Einen Lackierroboter zu programmieren, damit er die richtigen Bewegungen vollführt, um einen gleichmäßigen Farbauftrag zu erzielen und dabei möglichst wenig Farbe zu verschwenden, ist immer noch ein relativ hoher Aufwand, der sich allerdings definitiv lohnt, wenn man Zehn- oder Hunderttausende gleichartige Karosserien zu lackieren hat. Für die wenigen hundert Exemplare jeweils eines Robotertyps, die jedes Jahr die Kuka-Werkshallen verlassen, rechnet sich das aber noch nicht.
Etliche weitere Montageschritte folgen, bevor der Roboter als lieferfertig gilt. Am Schluß wird jede Maschine vor der Auslieferung eingefahren und kalibriert. Dies geschieht in einer separaten Halle, die an ein Fitneßstudio für Roboter erinnert. Große gelbe Stahlhanteln liegen an den Rändern von Maschendrahtkäfigen, in denen jeweils ein Roboterarm montiert ist. Surrend vollführt der Arm präzise Bewegungen, eine gelbe Hantel in eleganten Kurven durch die Luft schwenkend, mit beeindruckender Geschwindigkeit.
Es gibt zusätzlich einen Teststand für Roboterarme, die unter der Decke hängen.
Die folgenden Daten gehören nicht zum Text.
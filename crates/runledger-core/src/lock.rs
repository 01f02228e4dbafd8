//! Host-level mutual exclusion for append-log writers.
//!
//! Multiple processes on one host may append concurrently; each append runs
//! inside an exclusive advisory lock on a dedicated lock file. Acquisition
//! is bounded by a deadline, release happens on every exit path via the RAII
//! guard, and the OS drops the lock if the holder dies.

use std::fs::{File, OpenOptions};
use std::io::Write;
use std::path::{Path, PathBuf};
use std::time::{Duration, Instant, SystemTime, UNIX_EPOCH};

use fs2::FileExt;
use serde::{Deserialize, Serialize};
use tracing::debug;

use crate::error::StoreError;

/// Diagnostic metadata written into the lock file by the current holder.
#[derive(Debug, Clone, Serialize, Deserialize)]
pub struct LockMetadata {
    pub pid: u32,
    /// Unix timestamp (seconds) when the lock was taken.
    pub acquired_at: u64,
    pub version: String,
}

impl LockMetadata {
    #[must_use]
    fn current() -> Self {
        Self {
            pid: std::process::id(),
            acquired_at: SystemTime::now()
                .duration_since(UNIX_EPOCH)
                .map_or(0, |d| d.as_secs()),
            version: env!("CARGO_PKG_VERSION").to_string(),
        }
    }
}

/// A named, scoped exclusive lock on a host-local file.
#[derive(Debug)]
pub struct HostLock {
    path: PathBuf,
    timeout: Duration,
}

/// Held lock; dropping it releases the advisory lock.
#[derive(Debug)]
pub struct HostLockGuard {
    file: File,
}

impl Drop for HostLockGuard {
    fn drop(&mut self) {
        // OS releases on process death regardless; explicit unlock keeps
        // the common path prompt.
        let _ = FileExt::unlock(&self.file);
    }
}

impl HostLock {
    #[must_use]
    pub fn new(path: impl Into<PathBuf>, timeout: Duration) -> Self {
        Self {
            path: path.into(),
            timeout,
        }
    }

    #[must_use]
    pub fn path(&self) -> &Path {
        &self.path
    }

    /// Acquire the lock, polling until the bounded deadline elapses.
    ///
    /// Returns `StoreError::Contention` when another holder keeps the lock
    /// past the deadline.
    pub fn acquire(&self) -> Result<HostLockGuard, StoreError> {
        if let Some(parent) = self.path.parent() {
            std::fs::create_dir_all(parent)
                .map_err(|e| StoreError::Database(format!("lock dir: {e}")))?;
        }
        let mut file = OpenOptions::new()
            .create(true)
            .read(true)
            .write(true)
            .truncate(false)
            .open(&self.path)
            .map_err(|e| StoreError::Database(format!("open lock file: {e}")))?;

        let deadline = Instant::now() + self.timeout;
        let mut waited = false;
        loop {
            match file.try_lock_exclusive() {
                Ok(()) => break,
                Err(_) if Instant::now() < deadline => {
                    waited = true;
                    std::thread::sleep(Duration::from_millis(10));
                }
                Err(e) => {
                    return Err(StoreError::Contention(format!(
                        "lock {} not acquired within {:?}: {e}",
                        self.path.display(),
                        self.timeout
                    )));
                }
            }
        }
        if waited {
            debug!(path = %self.path.display(), "acquired host lock after waiting");
        }

        // Best effort; the lock itself is the advisory state.
        if let Ok(json) = serde_json::to_vec(&LockMetadata::current()) {
            let _ = file.set_len(0);
            let _ = file.write_all(&json);
            let _ = file.flush();
        }

        Ok(HostLockGuard { file })
    }
}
Denn Menschen ziehen zwar das Arbeiten auf dem Boden stehend vor, für Roboter aber besteht dazu keine Notwendigkeit. Die hängenden Maschinen sind konstruktiv nicht viel anders als ihre stehenden Kollegen, müssen jedoch aufgrund der anderen Ausrichtung der Gravitation genau umgekehrt kalibriert und vermessen werden. Das Ergebnis der Tests, die jeweils rund eine dreiviertel Stunde dauern, ist ein sogenannter Kalibrationsdatensatz, der in die Elektronik des Arms eingebrannt wird.
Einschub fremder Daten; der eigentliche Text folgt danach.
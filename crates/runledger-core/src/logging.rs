//! Structured logging via `tracing`.
//!
//! Pretty output for interactive use, JSON lines for ops, optional append
//! mode log file. `RUST_LOG` overrides the configured level. Initialize once
//! at startup; later calls are rejected.

use std::io;
use std::path::PathBuf;
use std::sync::OnceLock;

use serde::{Deserialize, Serialize};
use tracing_subscriber::fmt::format::FmtSpan;
use tracing_subscriber::prelude::*;
use tracing_subscriber::{EnvFilter, fmt};

static LOGGING_INITIALIZED: OnceLock<bool> = OnceLock::new();

/// Output format for log lines.
#[derive(Debug, Clone, Copy, PartialEq, Eq, Serialize, Deserialize)]
#[serde(rename_all = "lowercase")]
pub enum LogFormat {
    Pretty,
    Json,
}

/// Logging configuration.
#[derive(Debug, Clone, Serialize, Deserialize)]
#[serde(default)]
pub struct LogConfig {
    /// Level filter (trace, debug, info, warn, error); `RUST_LOG` wins.
    pub level: String,
    pub format: LogFormat,
    /// Optional log file, opened in append mode.
    pub file: Option<PathBuf>,
}

impl Default for LogConfig {
    fn default() -> Self {
        Self {
            level: "info".to_string(),
            format: LogFormat::Pretty,
            file: None,
        }
    }
}

/// Errors raised while installing the subscriber.
#[derive(Debug, thiserror::Error)]
pub enum LogError {
    #[error("logging already initialized")]
    AlreadyInitialized,

    #[error("failed to create log file: {0}")]
    FileCreate(#[from] io::Error),

    #[error("failed to set global subscriber: {0}")]
    SetSubscriber(#[from] tracing::subscriber::SetGlobalDefaultError),
}

/// Install the global tracing subscriber. Call once at startup.
pub fn init_logging(config: &LogConfig) -> Result<(), LogError> {
    if LOGGING_INITIALIZED.get().is_some() {
        return Err(LogError::AlreadyInitialized);
    }

    let env_filter =
        EnvFilter::try_from_default_env().unwrap_or_else(|_| EnvFilter::new(&config.level));

    let file_writer = if let Some(path) = &config.file {
        if let Some(parent) = path.parent() {
            if !parent.as_os_str().is_empty() {
                std::fs::create_dir_all(parent)?;
            }
        }
        Some(
            std::fs::OpenOptions::new()
                .create(true)
                .append(true)
                .open(path)?,
        )
    } else {
        None
    };

    match config.format {
        LogFormat::Pretty => {
            let subscriber = tracing_subscriber::registry().with(env_filter).with(
                fmt::layer()
                    .with_writer(io::stderr)
                    .with_target(true)
                    .with_span_events(FmtSpan::NONE)
                    .with_ansi(true),
            );
            if let Some(file) = file_writer {
                let file_layer = fmt::layer()
                    .with_writer(file)
                    .with_target(true)
                    .with_ansi(false);
                tracing::subscriber::set_global_default(subscriber.with(file_layer))?;
            } else {
                tracing::subscriber::set_global_default(subscriber)?;
            }
        }
        LogFormat::Json => {
            let subscriber = tracing_subscriber::registry().with(env_filter).with(
                fmt::layer()
                    .json()
                    .with_writer(io::stderr)
                    .with_target(true)
                    .with_current_span(true)
                    .flatten_event(true),
            );
            if let Some(file) = file_writer {
                let file_layer = fmt::layer()
                    .json()
                    .with_writer(file)
                    .with_target(true)
                    .flatten_event(true);
                tracing::subscriber::set_global_default(subscriber.with(file_layer))?;
            } else {
                tracing::subscriber::set_global_default(subscriber)?;
            }
        }
    }

    let _ = LOGGING_INITIALIZED.set(true);
    Ok(())
}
Die beschriebene mechatronische Konstruktionsweise erlaubt es, Toleranzen und Abweichungen von der Norm, insbesondere bei der Positioniergenauigkeit, in der Software nachzuregeln. Alle Bauteile haben gewisse Fertigungstoleranzen, die sich bei einem derart riesigen Gerät wie etwa dem »Titan«-Roboterarm, das aus so vielen Komponenten besteht, zu nicht mehr akzeptablen Fehlern addieren können. Wenn etwa jeder Sensor in einem der sechs oder sieben Gelenke des Roboters nur ein Grad Winkelabweichung hätte, würde sich der Fehler schlimmstenfalls in einigen Bewegungsrichtungen auf sechs oder sieben Grad addieren – der Roboter würde danebengreifen.
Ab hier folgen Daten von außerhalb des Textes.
//! runledger-core: durable dual-write event store for agent runs.
//!
//! Every accepted write lands in two places: an append-only JSONL replay log
//! (ground truth) and a SQLite indexed store (fast queries). The two are
//! reconciled by replaying the log through the same apply path live writes
//! use, so recovery and normal operation cannot diverge. Confirmed runs are
//! forwarded to a remote collector in the background with at-least-once
//! semantics.
//!
//! The write surface is [`facade::RunRecorder`], which never returns an
//! error to the instrumented caller: failures degrade to side-channel
//! counters and log lines, summarized per write in a [`facade::Receipt`].

pub mod applog;
pub mod backup;
pub mod config;
pub mod error;
pub mod facade;
pub mod forwarder;
pub mod lock;
pub mod logging;
pub mod model;
pub mod recovery;
pub mod retry;
pub mod server;
pub mod status;
pub mod store;
pub mod telemetry;

pub use config::LedgerConfig;
pub use error::{Error, Result};
pub use facade::{Receipt, RunRecorder, StartRun};
pub use model::{Run, RunPatch};
pub use status::RunStatus;
pub use store::{RunFilter, RunStore};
In der Praxis sind die Abweichungen kleiner, aber auch sie müssen korrigiert werden. Wenn sie sich bei der Messung innerhalb enger Toleranzen befinden, wird bei den Testfahrten ermittelt, mit welchen Korrekturparametern für Sensorausgaben und Motoransteuerung in welcher Kombination die gewünschte Zielpräzision trotzdem erreicht werden kann. Wiederholgenauigkeit, also wie präzise der Roboter einen Punkt immer und immer wieder anfahren kann, ist ein für die Massenfertigung entscheidender Wert bei der Beschaffung von Industrierobotern. Andere sind Tragkraft, nach der die verschiedenen Modelle konzipiert werden, außerdem Geschwindigkeit, Energieverbrauch und Ausfallraten.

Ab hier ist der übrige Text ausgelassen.